What is even more troubling is the shocking circumstances in which her son, Dr. Tom Mortier, found out about his mother's death. One day Dr. Mortier received a phone call from the hospital asking him to come, and pick up his mother's things. He immediately inquired as to why that was necessary. The answer from the hospital, "Because she was euthanized this morning."

It is not a scenario that anyone in their right mind hopes to confront, but the sad reality is that if euthanasia and assisted suicide are legalized, this is exactly what will happen in Canada. This holds true because of the privilege between a doctor and a patient, even though in Quebec, it is recommended that the family be consulted, there is no legal requirement in Canada to do so.

The Implications For Health Care Professionals

There are many doctors who are seriously considering leaving Canada if euthanasia and assisted suicide are legalized, because they fear they would be forced to provide or procure both, in direct violation against their faith beliefs and conscience. Although the Carter vs. Canada decision did mention that, "The physician's decision to participate in assisted suicide is a matter of conscience and religious belief," (p.132) the problem of ensuring this rests with provincial colleges and legislatures to work out the details regarding: referral, performing, and discrimination for not performing.

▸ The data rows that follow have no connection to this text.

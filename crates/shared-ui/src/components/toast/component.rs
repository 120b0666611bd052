use std::time::Duration;

use dioxus::prelude::*;
use dioxus_primitives::toast as prim;

pub use dioxus_primitives::toast::{consume_toast, use_toast, ToastOptions, ToastType, Toasts};

/// How long error toasts stay up. Errors linger longer than confirmations.
pub const ERROR_TOAST_DURATION: Duration = Duration::from_secs(6);

#[component]
pub fn ToastProvider(props: prim::ToastProviderProps) -> Element {
    rsx! {
        document::Link { rel: "stylesheet", href: asset!("./style.css") }
        prim::ToastProvider { ..props }
    }
}

#[component]
pub fn Toast(mut props: prim::ToastProps) -> Element {
    props
        .attributes
        .push(Attribute::new("class", "admin-toast", None, false));

    rsx! {
        prim::Toast { ..props }
    }
}

/// Options for an error toast with a detail line.
pub fn error_toast_options(detail: impl Into<String>) -> ToastOptions {
    ToastOptions::new()
        .description(detail.into())
        .duration(ERROR_TOAST_DURATION)
}
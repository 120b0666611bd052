use std::collections::HashMap;
use std::sync::Arc;

use axum::{
    extract::State,
    http::{HeaderMap, Method, StatusCode, Uri},
    Router,
};
use client::ApiClient;
use serde_json::{json, Value};
use tokio::net::TcpListener;
use tokio::sync::Mutex;

/// A request as the mock backend saw it.
#[derive(Debug, Clone)]
pub struct SeenRequest {
    pub method: Method,
    pub path: String,
    pub query: Option<String>,
    pub authorization: Option<String>,
    pub body: String,
}

impl SeenRequest {
    pub fn json_body(&self) -> Value {
        serde_json::from_str(&self.body).expect("request body is JSON")
    }
}

#[derive(Default)]
struct MockState {
    routes: HashMap<(Method, String), (StatusCode, String)>,
    seen: Mutex<Vec<SeenRequest>>,
}

/// Canned-response stand-in for the admin REST API.
///
/// Unregistered routes answer `404` with an error body.
#[derive(Default)]
pub struct MockBackend {
    state: MockState,
}

impl MockBackend {
    pub fn new() -> Self {
        Self::default()
    }

    /// Answer `method path` with a raw status and body.
    pub fn respond(
        mut self,
        method: Method,
        path: &str,
        status: StatusCode,
        body: impl Into<String>,
    ) -> Self {
        self.state
            .routes
            .insert((method, path.to_string()), (status, body.into()));
        self
    }

    /// Answer `GET path` with a successful envelope around `data`.
    pub fn get_ok(self, path: &str, data: Value) -> Self {
        let body = json!({ "success": true, "data": data }).to_string();
        self.respond(Method::GET, path, StatusCode::OK, body)
    }

    pub fn post_ok(self, path: &str, data: Value) -> Self {
        let body = json!({ "success": true, "data": data }).to_string();
        self.respond(Method::POST, path, StatusCode::OK, body)
    }

    /// Bind to an ephemeral port and serve in the background.
    pub async fn start(self) -> RunningBackend {
        let state = Arc::new(self.state);
        let router = Router::new().fallback(handle).with_state(state.clone());
        let listener = TcpListener::bind("127.0.0.1:0")
            .await
            .expect("bind mock backend");
        let addr = listener.local_addr().expect("mock backend address");
        tokio::spawn(async move {
            axum::serve(listener, router).await.expect("mock backend");
        });
        RunningBackend {
            base_url: format!("http://{addr}/api"),
            state,
        }
    }
}

pub struct RunningBackend {
    pub base_url: String,
    state: Arc<MockState>,
}

impl RunningBackend {
    /// Client without a token.
    pub fn client(&self) -> ApiClient {
        ApiClient::new(self.base_url.clone())
    }

    pub fn client_with_token(&self, token: &str) -> ApiClient {
        self.client().with_token(Some(token.to_string()))
    }

    /// Every request received so far, oldest first.
    pub async fn seen(&self) -> Vec<SeenRequest> {
        self.state.seen.lock().await.clone()
    }

    /// The single request received so far.
    pub async fn only_request(&self) -> SeenRequest {
        let seen = self.seen().await;
        assert_eq!(seen.len(), 1, "expected exactly one request, got {seen:?}");
        seen.into_iter().next().expect("one request")
    }
}

async fn handle(
    State(state): State<Arc<MockState>>,
    method: Method,
    uri: Uri,
    headers: HeaderMap,
    body: String,
) -> (StatusCode, String) {
    let path = uri.path().to_string();
    let authorization = headers
        .get("authorization")
        .and_then(|v| v.to_str().ok())
        .map(str::to_string);
    state.seen.lock().await.push(SeenRequest {
        method: method.clone(),
        path: path.clone(),
        query: uri.query().map(str::to_string),
        authorization,
        body,
    });
    state
        .routes
        .get(&(method, path))
        .cloned()
        .unwrap_or_else(|| {
            (
                StatusCode::NOT_FOUND,
                json!({ "message": "Route not found" }).to_string(),
            )
        })
}

/// A worker account as the backend returns it.
pub fn worker_json(id: u64, name: &str, kyc_status: &str) -> Value {
    json!({
        "id": id,
        "name": name,
        "email": format!("{}@example.com", name.to_lowercase()),
        "phone": "+62 812 0000 0000",
        "role": "worker",
        "kycStatus": kyc_status,
        "status": "active",
        "skill": "Cleaning",
        "location": "Jakarta",
        "rating": "4.5"
    })
}
use dioxus::prelude::*;
use shared_types::{
    select_options, KycStatus, StatusVocabulary, UserAccount, UserRole, VerifyKycRequest,
};
use shared_ui::{
    use_toast, Button, ButtonVariant, DetailItem, DetailList, DetailSection, FormSelect, Sheet,
    SheetContent, SheetFooter, SheetHeader, SkeletonLines, Textarea,
};

use crate::auth::use_auth;
use crate::components::{ChainHash, ChainRef, StatusBadge};
use crate::format_helpers::{format_datetime_human, format_opt_date, format_score, or_dash, EMPTY};
use crate::notify::{report_error, report_success};

/// Decision preselected in the form: pending reviews default to approval.
fn default_decision(current: KycStatus) -> KycStatus {
    match current {
        KycStatus::Pending | KycStatus::Unverified | KycStatus::Unknown => KycStatus::Verified,
        other => other,
    }
}

/// A rejection without a reason leaves the account holder guessing.
fn decision_error(decision: KycStatus, note: &str) -> Option<&'static str> {
    match decision {
        KycStatus::Unknown => Some("Choose a KYC decision."),
        KycStatus::Rejected if note.trim().is_empty() => {
            Some("Add a note explaining the rejection.")
        }
        _ => None,
    }
}

fn success_message(user: &UserAccount) -> String {
    format!("{} marked as {}", user.name, user.kyc_status.label().to_lowercase())
}

/// Account detail with identity documents and the KYC decision form.
///
/// `user` is the list row; the full record is fetched on open.
#[component]
pub fn KycSheet(
    user: UserAccount,
    on_close: EventHandler<()>,
    on_updated: EventHandler<UserAccount>,
) -> Element {
    let auth = use_auth();
    let toasts = use_toast();
    let id = use_signal(|| user.id.clone());
    let mut decision = use_signal(|| default_decision(user.kyc_status));
    let mut note = use_signal(String::new);
    let mut form_error = use_signal(|| Option::<&'static str>::None);
    let mut saving = use_signal(|| false);

    let detail = use_resource(move || async move {
        let user_id = id();
        let result = auth.client().get_user(&user_id).await;
        if let Err(err) = &result {
            report_error(auth, toasts, "Could not load account details", err);
        }
        result
    });

    let full = match &*detail.read() {
        Some(Ok(record)) => record.clone(),
        _ => user.clone(),
    };
    let loading_detail = detail.read().is_none();

    let submit = move |_: MouseEvent| async move {
        let chosen = decision();
        if let Some(msg) = decision_error(chosen, &note.read()) {
            form_error.set(Some(msg));
            return;
        }
        form_error.set(None);
        saving.set(true);
        let request = VerifyKycRequest::new(chosen, &note.read());
        let user_id = id();
        let result = auth.client().verify_kyc(&user_id, &request).await;
        saving.set(false);
        match result {
            Ok(updated) => {
                report_success(toasts, success_message(&updated));
                on_updated.call(updated);
                on_close.call(());
            }
            Err(err) => report_error(auth, toasts, "Could not save KYC decision", &err),
        }
    };

    let role_title = match full.role {
        UserRole::Employer => "Employer account",
        UserRole::Worker => "Worker account",
        _ => "Account",
    };

    rsx! {
        Sheet { open: true, on_close: on_close,
            SheetHeader {
                title: full.display_company().to_string(),
                description: role_title.to_string(),
                on_close: on_close,
            }
            SheetContent {
                if loading_detail {
                    SkeletonLines { lines: 4 }
                }
                AccountDetails { user: full.clone() }
                DocumentsSection { user: full.clone() }

                DetailSection { title: "KYC decision",
                    div { class: "kyc-form",
                        div { class: "kyc-current",
                            span { "Current status" }
                            StatusBadge { status: full.kyc_status }
                        }
                        FormSelect {
                            label: "Decision",
                            value: decision().as_str().to_string(),
                            options: select_options::<KycStatus>(),
                            disabled: saving(),
                            on_change: move |key: String| decision.set(KycStatus::from_str_or_default(&key)),
                        }
                        Textarea {
                            label: "Admin note",
                            placeholder: "Visible to the account holder",
                            value: note(),
                            disabled: saving(),
                            on_input: move |evt: FormEvent| note.set(evt.value()),
                        }
                        if let Some(msg) = form_error() {
                            p { class: "form-error", role: "alert", "{msg}" }
                        }
                    }
                }
            }
            SheetFooter {
                Button {
                    variant: ButtonVariant::Outline,
                    disabled: saving(),
                    onclick: move |_| on_close.call(()),
                    "Cancel"
                }
                Button {
                    variant: if decision() == KycStatus::Rejected { ButtonVariant::Destructive } else { ButtonVariant::Primary },
                    loading: saving(),
                    onclick: submit,
                    "Save decision"
                }
            }
        }
    }
}

#[component]
fn AccountDetails(user: UserAccount) -> Element {
    let last_active = user
        .last_active
        .as_deref()
        .map(format_datetime_human)
        .unwrap_or_else(|| EMPTY.to_string());

    rsx! {
        DetailList {
            DetailItem { label: "Account ID", value: user.id.clone() }
            DetailItem { label: "Name", value: user.name.clone() }
            DetailItem { label: "Email", value: or_dash(user.email.as_deref()) }
            DetailItem { label: "Phone", value: or_dash(user.phone.as_deref()) }
            if user.role == UserRole::Employer {
                DetailItem { label: "Company", value: or_dash(user.company.as_deref()) }
                DetailItem { label: "Business field", value: or_dash(user.business_field.as_deref()) }
                DetailItem { label: "Contact person", value: or_dash(user.contact_person.as_deref()) }
            } else {
                DetailItem { label: "Skill", value: or_dash(user.skill.as_deref()) }
            }
            DetailItem { label: "Location", value: or_dash(user.location.as_deref()) }
            DetailItem { label: "Rating", value: format_score(user.rating) }
            DetailItem { label: "Account",
                StatusBadge { status: user.account_status }
            }
            DetailItem { label: "Verified on", value: format_opt_date(user.kyc_verified_at.as_deref()) }
            DetailItem { label: "Last active", value: last_active }
            DetailItem { label: "Joined", value: format_opt_date(user.created_at.as_deref()) }
            DetailItem { label: "Wallet",
                ChainHash { value: user.wallet_address.clone(), kind: ChainRef::Address }
            }
        }
    }
}

#[component]
fn DocumentsSection(user: UserAccount) -> Element {
    let photo = user.photo_url.clone().filter(|u| !u.trim().is_empty());
    let id_card = user.id_card_url.clone().filter(|u| !u.trim().is_empty());

    rsx! {
        DetailSection { title: "Identity documents",
            div { class: "kyc-documents",
                DocumentImage { label: "Profile photo", url: photo }
                DocumentImage { label: "Identity card", url: id_card }
            }
        }
    }
}

#[component]
fn DocumentImage(label: &'static str, url: Option<String>) -> Element {
    rsx! {
        figure { class: "kyc-document",
            if let Some(url) = url {
                a { href: "{url}", target: "_blank", rel: "noopener noreferrer",
                    img { src: "{url}", alt: "{label}" }
                }
            } else {
                div { class: "kyc-document-missing", "Not uploaded" }
            }
            figcaption { "{label}" }
        }
    }
}
use client::ApiClient;
use dioxus::prelude::*;
use shared_types::{select_options, AppError, ListQuery, Payment, PaymentStatus, StatusVocabulary};
use shared_ui::{Column, DetailItem, DetailList, DetailSection, Sheet, SheetContent, SheetHeader};

use crate::components::{ChainHash, ListFilters, ListTable, StatusBadge};
use crate::format_helpers::{format_currency, format_datetime_human, or_dash, EMPTY};
use crate::list_state::use_list_state;

fn payment_columns() -> Vec<Column<Payment>> {
    vec![
        Column::new("id", "ID", |p: &Payment| p.id.as_str().into())
            .sortable()
            .render(|p: &Payment| {
                let id = p.id.clone();
                rsx! { code { class: "cell-id", "{id}" } }
            }),
        Column::new("contract", "Contract", |p: &Payment| p.contract_id.as_deref().into())
            .sortable(),
        Column::new("sender", "Sender", |p: &Payment| p.sender.as_deref().into()).sortable(),
        Column::new("receiver", "Receiver", |p: &Payment| p.receiver.as_deref().into())
            .sortable(),
        Column::new("amount", "Amount", |p: &Payment| p.amount.into())
            .sortable()
            .render(|p: &Payment| {
                let amount = format_currency(p.amount);
                rsx! { span { class: "cell-number", "{amount}" } }
            }),
        Column::new("method", "Method", |p: &Payment| p.method.label().into()).sortable(),
        Column::new("status", "Status", |p: &Payment| p.status.label().into())
            .sortable()
            .render(|p: &Payment| rsx! { StatusBadge { status: p.status } }),
    ]
}

async fn fetch_payments(client: ApiClient, query: ListQuery) -> Result<Vec<Payment>, AppError> {
    client.list_payments(&query).await
}

#[component]
pub fn Payments() -> Element {
    let state = use_list_state("payments", ListQuery::default, fetch_payments);
    let columns = use_hook(payment_columns);
    let mut selected = use_signal(|| Option::<Payment>::None);

    rsx! {
        div { class: "list-page",
            ListFilters::<Payment, ListQuery> {
                state: state,
                placeholder: "Search sender, receiver or reference",
                status_label: "Status",
                status_options: select_options::<PaymentStatus>(),
            }
            ListTable::<Payment, ListQuery> {
                state: state,
                columns: columns,
                noun: "payments",
                on_select: move |payment: Payment| selected.set(Some(payment)),
            }
        }

        if let Some(payment) = selected() {
            PaymentSheet { payment: payment, on_close: move |_| selected.set(None) }
        }
    }
}

#[component]
fn PaymentSheet(payment: Payment, on_close: EventHandler<()>) -> Element {
    let created = payment
        .created_at
        .as_deref()
        .map(format_datetime_human)
        .unwrap_or_else(|| EMPTY.to_string());

    rsx! {
        Sheet { open: true, on_close: on_close,
            SheetHeader {
                title: format!("Payment {}", payment.id),
                description: payment.method.label().to_string(),
                on_close: on_close,
            }
            SheetContent {
                DetailList {
                    DetailItem { label: "Amount", value: format_currency(payment.amount) }
                    DetailItem { label: "Status",
                        StatusBadge { status: payment.status }
                    }
                    DetailItem { label: "Method", value: payment.method.label() }
                    DetailItem { label: "Contract", value: or_dash(payment.contract_id.as_deref()) }
                    DetailItem { label: "Sender", value: or_dash(payment.sender.as_deref()) }
                    DetailItem { label: "Receiver", value: or_dash(payment.receiver.as_deref()) }
                    DetailItem { label: "Created", value: created }
                }
                DetailSection { title: "References",
                    DetailList {
                        DetailItem { label: "Idempotency key",
                            code { class: "detail-code", {or_dash(payment.idempotency_key.as_deref())} }
                        }
                        DetailItem { label: "External reference",
                            value: or_dash(payment.external_ref.as_deref()),
                        }
                        DetailItem { label: "Chain transaction",
                            ChainHash { value: payment.tx_hash.clone() }
                        }
                    }
                }
            }
        }
    }
}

Worthen stressed how important that last point is, because in essence what this entails is for organizations such as the CMDS to lobby every provincial college and legislature to ensure Christian doctors can continue to practice.

Time to Fight For Christian Doctors

Worthen's wife is a Christian doctor, and he shared with the audience that many patients have come up to him grateful that they have had the opportunity to be treated by a Christian doctor, after which, he boldly stated, "The time has come to fight to keep Christian doctors." I wholeheartedly agree.

Christian doctors potentially face discrimination with their refusal to perform and procure euthanasia and assisted suicide. Here is the scenario that Worthen presented spotlighting this very point. Once you consider euthanasia and assisted suicide as a "medical procedure," and physicians are being hired for palliative care, there is a very real possibility that the governments and departments of health will eventually be able to claim that if a physician is not prepared to provide all the "medical services," for end-of-life care, then he or she will not be hired for the job. Essentially people will be discriminated against because of their religion.

The reality is that Catholics and Christians alike will face incredible challenges to protect our doctors and their practices. If we value having Christian doctors in our communities, then the ushering in of euthanasia and assisted suicide is a clarion call to all Christians to do something about it.

Doing something about it must first begin with a recognition and understanding that this is primarily a spiritual battle, one that begins with, and is sustained by time spent (on our knees) in front of the Blessed Sacrament. In addition, we must also employ the spiritual weapons of prayer (Mass and the Rosary), and fasting. Last, putting faith into action is also a key component. We the laity, must not remain idle, but do our part with the gifts we have, and fulfill our vocation and mission in the Church and the world (Christifideles Laici), to effectively eradicate euthanasia and assisted suicide from our land.

May Saint Gianna Beretta Molla intercede for all doctors, nurses and medical staff in Canada so that conscience rights may always be protected, and that no one will be forced to perform or procure euthanasia, assisted suicide, and any other threats to the value and inviolability of human life.